▶ _ACTIVITY_:
Using the records below, repeat exactly the lines from the one holding "fn temp_dir(name: &str)" through the one holding "assert_eq!(reopened.load_pending(), ops);", both ends included, and no others.

▼

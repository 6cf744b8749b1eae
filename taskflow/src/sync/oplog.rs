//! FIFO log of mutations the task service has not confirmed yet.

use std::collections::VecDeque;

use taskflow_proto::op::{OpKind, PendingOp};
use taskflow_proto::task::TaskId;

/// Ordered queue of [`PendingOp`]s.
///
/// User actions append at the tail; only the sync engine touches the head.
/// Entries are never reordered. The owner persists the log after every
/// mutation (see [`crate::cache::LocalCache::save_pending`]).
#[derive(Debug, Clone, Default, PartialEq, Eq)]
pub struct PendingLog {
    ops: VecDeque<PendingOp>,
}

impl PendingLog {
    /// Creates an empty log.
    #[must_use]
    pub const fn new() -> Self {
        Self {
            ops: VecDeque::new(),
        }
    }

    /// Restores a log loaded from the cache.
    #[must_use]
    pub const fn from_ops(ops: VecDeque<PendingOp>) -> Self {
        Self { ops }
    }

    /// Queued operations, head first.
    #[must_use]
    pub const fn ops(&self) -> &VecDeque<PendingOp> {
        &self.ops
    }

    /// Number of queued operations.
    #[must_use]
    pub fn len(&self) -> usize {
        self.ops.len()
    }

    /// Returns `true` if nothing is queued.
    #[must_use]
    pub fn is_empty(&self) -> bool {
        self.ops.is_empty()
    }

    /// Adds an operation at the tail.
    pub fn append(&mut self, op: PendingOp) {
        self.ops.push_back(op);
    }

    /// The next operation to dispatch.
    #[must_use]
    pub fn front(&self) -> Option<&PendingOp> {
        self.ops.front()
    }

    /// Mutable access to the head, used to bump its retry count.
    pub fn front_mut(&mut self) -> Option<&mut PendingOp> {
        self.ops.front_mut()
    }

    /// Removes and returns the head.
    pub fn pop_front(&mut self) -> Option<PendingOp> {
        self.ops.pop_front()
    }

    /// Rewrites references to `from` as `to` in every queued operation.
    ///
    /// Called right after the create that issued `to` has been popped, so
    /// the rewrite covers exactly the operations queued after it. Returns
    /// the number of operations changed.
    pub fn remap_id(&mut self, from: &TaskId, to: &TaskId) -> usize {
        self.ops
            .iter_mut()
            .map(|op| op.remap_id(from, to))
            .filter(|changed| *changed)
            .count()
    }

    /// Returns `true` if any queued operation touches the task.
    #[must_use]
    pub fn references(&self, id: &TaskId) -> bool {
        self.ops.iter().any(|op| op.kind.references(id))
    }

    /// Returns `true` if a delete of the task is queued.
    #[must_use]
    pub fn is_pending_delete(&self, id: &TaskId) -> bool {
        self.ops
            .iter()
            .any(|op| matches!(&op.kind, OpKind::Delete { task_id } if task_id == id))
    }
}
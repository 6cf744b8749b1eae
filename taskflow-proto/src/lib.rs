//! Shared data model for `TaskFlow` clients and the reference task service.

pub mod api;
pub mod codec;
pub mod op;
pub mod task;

▲
▼

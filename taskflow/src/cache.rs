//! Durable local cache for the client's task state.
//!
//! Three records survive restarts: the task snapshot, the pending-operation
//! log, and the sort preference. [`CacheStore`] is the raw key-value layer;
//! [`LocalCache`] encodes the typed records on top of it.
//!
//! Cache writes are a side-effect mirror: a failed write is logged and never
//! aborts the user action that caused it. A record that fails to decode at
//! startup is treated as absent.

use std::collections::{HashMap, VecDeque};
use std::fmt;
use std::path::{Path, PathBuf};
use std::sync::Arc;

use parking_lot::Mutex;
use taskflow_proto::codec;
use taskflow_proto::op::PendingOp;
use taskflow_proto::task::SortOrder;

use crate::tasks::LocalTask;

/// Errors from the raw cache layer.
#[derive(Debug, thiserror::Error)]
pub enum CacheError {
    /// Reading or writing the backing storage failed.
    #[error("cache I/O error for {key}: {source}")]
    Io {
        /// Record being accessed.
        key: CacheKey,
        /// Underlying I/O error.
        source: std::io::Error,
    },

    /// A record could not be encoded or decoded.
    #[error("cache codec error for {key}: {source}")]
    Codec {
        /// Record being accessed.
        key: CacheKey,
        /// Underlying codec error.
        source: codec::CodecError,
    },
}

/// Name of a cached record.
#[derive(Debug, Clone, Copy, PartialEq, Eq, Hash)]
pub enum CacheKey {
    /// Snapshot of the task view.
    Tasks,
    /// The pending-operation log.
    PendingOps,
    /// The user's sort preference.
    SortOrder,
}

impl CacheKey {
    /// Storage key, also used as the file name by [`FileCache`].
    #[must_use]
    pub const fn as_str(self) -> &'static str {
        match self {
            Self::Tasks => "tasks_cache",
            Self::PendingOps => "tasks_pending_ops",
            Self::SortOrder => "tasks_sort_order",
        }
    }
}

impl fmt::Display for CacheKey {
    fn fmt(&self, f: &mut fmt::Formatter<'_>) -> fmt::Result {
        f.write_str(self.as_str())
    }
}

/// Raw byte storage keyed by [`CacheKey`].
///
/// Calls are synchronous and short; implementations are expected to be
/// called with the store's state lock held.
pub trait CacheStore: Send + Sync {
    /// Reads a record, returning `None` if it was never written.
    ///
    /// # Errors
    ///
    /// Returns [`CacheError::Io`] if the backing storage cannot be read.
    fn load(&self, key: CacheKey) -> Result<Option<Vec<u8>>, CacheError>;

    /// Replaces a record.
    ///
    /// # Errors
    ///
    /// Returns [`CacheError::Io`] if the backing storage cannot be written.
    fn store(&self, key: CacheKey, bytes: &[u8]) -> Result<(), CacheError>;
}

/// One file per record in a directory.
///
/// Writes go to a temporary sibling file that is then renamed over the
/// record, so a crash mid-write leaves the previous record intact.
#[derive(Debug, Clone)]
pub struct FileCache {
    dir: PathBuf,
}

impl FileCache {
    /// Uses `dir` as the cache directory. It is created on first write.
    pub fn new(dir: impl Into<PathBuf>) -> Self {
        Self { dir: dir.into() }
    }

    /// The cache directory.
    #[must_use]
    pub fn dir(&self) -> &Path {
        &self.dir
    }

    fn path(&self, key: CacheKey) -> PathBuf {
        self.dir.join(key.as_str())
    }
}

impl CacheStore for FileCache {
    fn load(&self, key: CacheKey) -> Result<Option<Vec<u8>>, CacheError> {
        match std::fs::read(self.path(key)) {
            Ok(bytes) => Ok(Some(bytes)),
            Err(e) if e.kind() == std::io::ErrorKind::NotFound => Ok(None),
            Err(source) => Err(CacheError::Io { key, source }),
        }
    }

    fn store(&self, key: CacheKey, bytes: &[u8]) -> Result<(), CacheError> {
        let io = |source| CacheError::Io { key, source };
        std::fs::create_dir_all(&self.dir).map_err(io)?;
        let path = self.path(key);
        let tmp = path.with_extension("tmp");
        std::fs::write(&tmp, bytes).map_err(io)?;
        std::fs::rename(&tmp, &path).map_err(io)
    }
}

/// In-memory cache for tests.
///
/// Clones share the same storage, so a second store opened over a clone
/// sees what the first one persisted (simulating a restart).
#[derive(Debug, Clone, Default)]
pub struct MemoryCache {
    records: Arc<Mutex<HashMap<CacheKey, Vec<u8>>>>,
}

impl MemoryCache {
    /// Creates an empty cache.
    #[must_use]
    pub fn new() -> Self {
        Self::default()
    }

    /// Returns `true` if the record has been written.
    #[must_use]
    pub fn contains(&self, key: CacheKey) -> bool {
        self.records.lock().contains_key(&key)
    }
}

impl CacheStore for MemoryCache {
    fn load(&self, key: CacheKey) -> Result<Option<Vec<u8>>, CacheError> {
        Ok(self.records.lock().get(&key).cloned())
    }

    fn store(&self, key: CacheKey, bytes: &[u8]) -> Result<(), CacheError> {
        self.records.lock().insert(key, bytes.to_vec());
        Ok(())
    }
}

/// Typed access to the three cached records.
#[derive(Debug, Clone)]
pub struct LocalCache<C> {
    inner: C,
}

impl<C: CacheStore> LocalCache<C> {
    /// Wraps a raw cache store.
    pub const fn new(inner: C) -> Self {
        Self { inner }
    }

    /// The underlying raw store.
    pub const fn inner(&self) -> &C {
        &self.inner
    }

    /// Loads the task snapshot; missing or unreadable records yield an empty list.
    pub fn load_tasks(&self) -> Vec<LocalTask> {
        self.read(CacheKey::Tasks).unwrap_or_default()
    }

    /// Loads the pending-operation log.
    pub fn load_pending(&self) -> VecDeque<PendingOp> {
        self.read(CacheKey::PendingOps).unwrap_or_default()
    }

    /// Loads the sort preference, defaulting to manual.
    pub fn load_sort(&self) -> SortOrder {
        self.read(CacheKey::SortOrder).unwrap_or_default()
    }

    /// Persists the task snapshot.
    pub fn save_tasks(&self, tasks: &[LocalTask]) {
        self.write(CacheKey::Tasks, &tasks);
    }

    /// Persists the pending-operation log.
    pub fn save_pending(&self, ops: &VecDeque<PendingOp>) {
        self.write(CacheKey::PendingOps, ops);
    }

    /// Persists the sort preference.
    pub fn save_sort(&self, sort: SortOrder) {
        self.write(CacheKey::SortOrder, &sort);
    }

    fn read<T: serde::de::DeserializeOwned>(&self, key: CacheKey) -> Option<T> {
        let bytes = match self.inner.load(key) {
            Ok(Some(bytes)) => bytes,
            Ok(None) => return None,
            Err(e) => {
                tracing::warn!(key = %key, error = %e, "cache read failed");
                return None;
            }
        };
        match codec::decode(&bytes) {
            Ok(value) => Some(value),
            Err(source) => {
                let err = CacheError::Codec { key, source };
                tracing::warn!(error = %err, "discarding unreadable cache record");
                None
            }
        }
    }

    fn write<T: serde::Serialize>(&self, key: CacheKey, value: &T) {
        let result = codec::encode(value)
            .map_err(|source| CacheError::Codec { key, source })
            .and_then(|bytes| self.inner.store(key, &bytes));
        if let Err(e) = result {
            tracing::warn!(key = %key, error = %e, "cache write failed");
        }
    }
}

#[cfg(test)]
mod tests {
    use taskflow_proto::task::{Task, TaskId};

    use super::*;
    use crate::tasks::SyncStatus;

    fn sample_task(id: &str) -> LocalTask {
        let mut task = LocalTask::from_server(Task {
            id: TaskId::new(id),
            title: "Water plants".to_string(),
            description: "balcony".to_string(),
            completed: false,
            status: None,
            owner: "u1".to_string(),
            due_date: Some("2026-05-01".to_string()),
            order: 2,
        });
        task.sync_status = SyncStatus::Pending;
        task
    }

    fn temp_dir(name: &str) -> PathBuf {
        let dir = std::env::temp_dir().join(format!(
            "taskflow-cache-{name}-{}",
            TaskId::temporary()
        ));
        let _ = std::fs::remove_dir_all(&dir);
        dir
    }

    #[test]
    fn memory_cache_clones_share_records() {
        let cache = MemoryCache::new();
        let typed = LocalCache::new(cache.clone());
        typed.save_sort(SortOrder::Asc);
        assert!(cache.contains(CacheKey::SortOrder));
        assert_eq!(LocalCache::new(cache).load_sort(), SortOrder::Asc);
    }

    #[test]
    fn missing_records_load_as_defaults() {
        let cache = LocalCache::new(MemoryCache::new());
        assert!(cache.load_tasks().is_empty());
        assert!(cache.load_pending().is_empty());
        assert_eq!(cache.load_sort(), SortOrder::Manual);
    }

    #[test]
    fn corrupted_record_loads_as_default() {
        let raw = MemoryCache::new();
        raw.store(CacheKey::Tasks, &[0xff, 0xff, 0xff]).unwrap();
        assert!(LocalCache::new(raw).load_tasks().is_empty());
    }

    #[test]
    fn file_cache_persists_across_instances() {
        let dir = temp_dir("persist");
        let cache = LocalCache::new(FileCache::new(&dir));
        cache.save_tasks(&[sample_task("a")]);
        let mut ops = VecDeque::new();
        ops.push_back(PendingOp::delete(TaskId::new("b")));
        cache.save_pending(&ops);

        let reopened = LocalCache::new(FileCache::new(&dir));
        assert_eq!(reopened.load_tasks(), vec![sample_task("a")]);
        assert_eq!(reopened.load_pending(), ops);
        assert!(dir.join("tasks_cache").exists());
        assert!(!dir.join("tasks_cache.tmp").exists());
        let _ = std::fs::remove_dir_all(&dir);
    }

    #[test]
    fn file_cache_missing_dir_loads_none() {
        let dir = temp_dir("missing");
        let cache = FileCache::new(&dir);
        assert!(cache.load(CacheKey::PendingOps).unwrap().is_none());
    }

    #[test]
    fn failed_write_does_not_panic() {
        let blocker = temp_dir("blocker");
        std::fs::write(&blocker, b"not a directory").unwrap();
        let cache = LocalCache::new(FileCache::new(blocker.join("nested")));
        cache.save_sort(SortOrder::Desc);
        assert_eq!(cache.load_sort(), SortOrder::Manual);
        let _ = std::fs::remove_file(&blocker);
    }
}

▲

▶ _EXPECTED OUTPUT_:
    fn temp_dir(name: &str) -> PathBuf {
        let dir = std::env::temp_dir().join(format!(
            "taskflow-cache-{name}-{}",
            TaskId::temporary()
        ));
        let _ = std::fs::remove_dir_all(&dir);
        dir
    }

    #[test]
    fn memory_cache_clones_share_records() {
        let cache = MemoryCache::new();
        let typed = LocalCache::new(cache.clone());
        typed.save_sort(SortOrder::Asc);
        assert!(cache.contains(CacheKey::SortOrder));
        assert_eq!(LocalCache::new(cache).load_sort(), SortOrder::Asc);
    }

    #[test]
    fn missing_records_load_as_defaults() {
        let cache = LocalCache::new(MemoryCache::new());
        assert!(cache.load_tasks().is_empty());
        assert!(cache.load_pending().is_empty());
        assert_eq!(cache.load_sort(), SortOrder::Manual);
    }

    #[test]
    fn corrupted_record_loads_as_default() {
        let raw = MemoryCache::new();
        raw.store(CacheKey::Tasks, &[0xff, 0xff, 0xff]).unwrap();
        assert!(LocalCache::new(raw).load_tasks().is_empty());
    }

    #[test]
    fn file_cache_persists_across_instances() {
        let dir = temp_dir("persist");
        let cache = LocalCache::new(FileCache::new(&dir));
        cache.save_tasks(&[sample_task("a")]);
        let mut ops = VecDeque::new();
        ops.push_back(PendingOp::delete(TaskId::new("b")));
        cache.save_pending(&ops);

        let reopened = LocalCache::new(FileCache::new(&dir));
        assert_eq!(reopened.load_tasks(), vec![sample_task("a")]);
        assert_eq!(reopened.load_pending(), ops);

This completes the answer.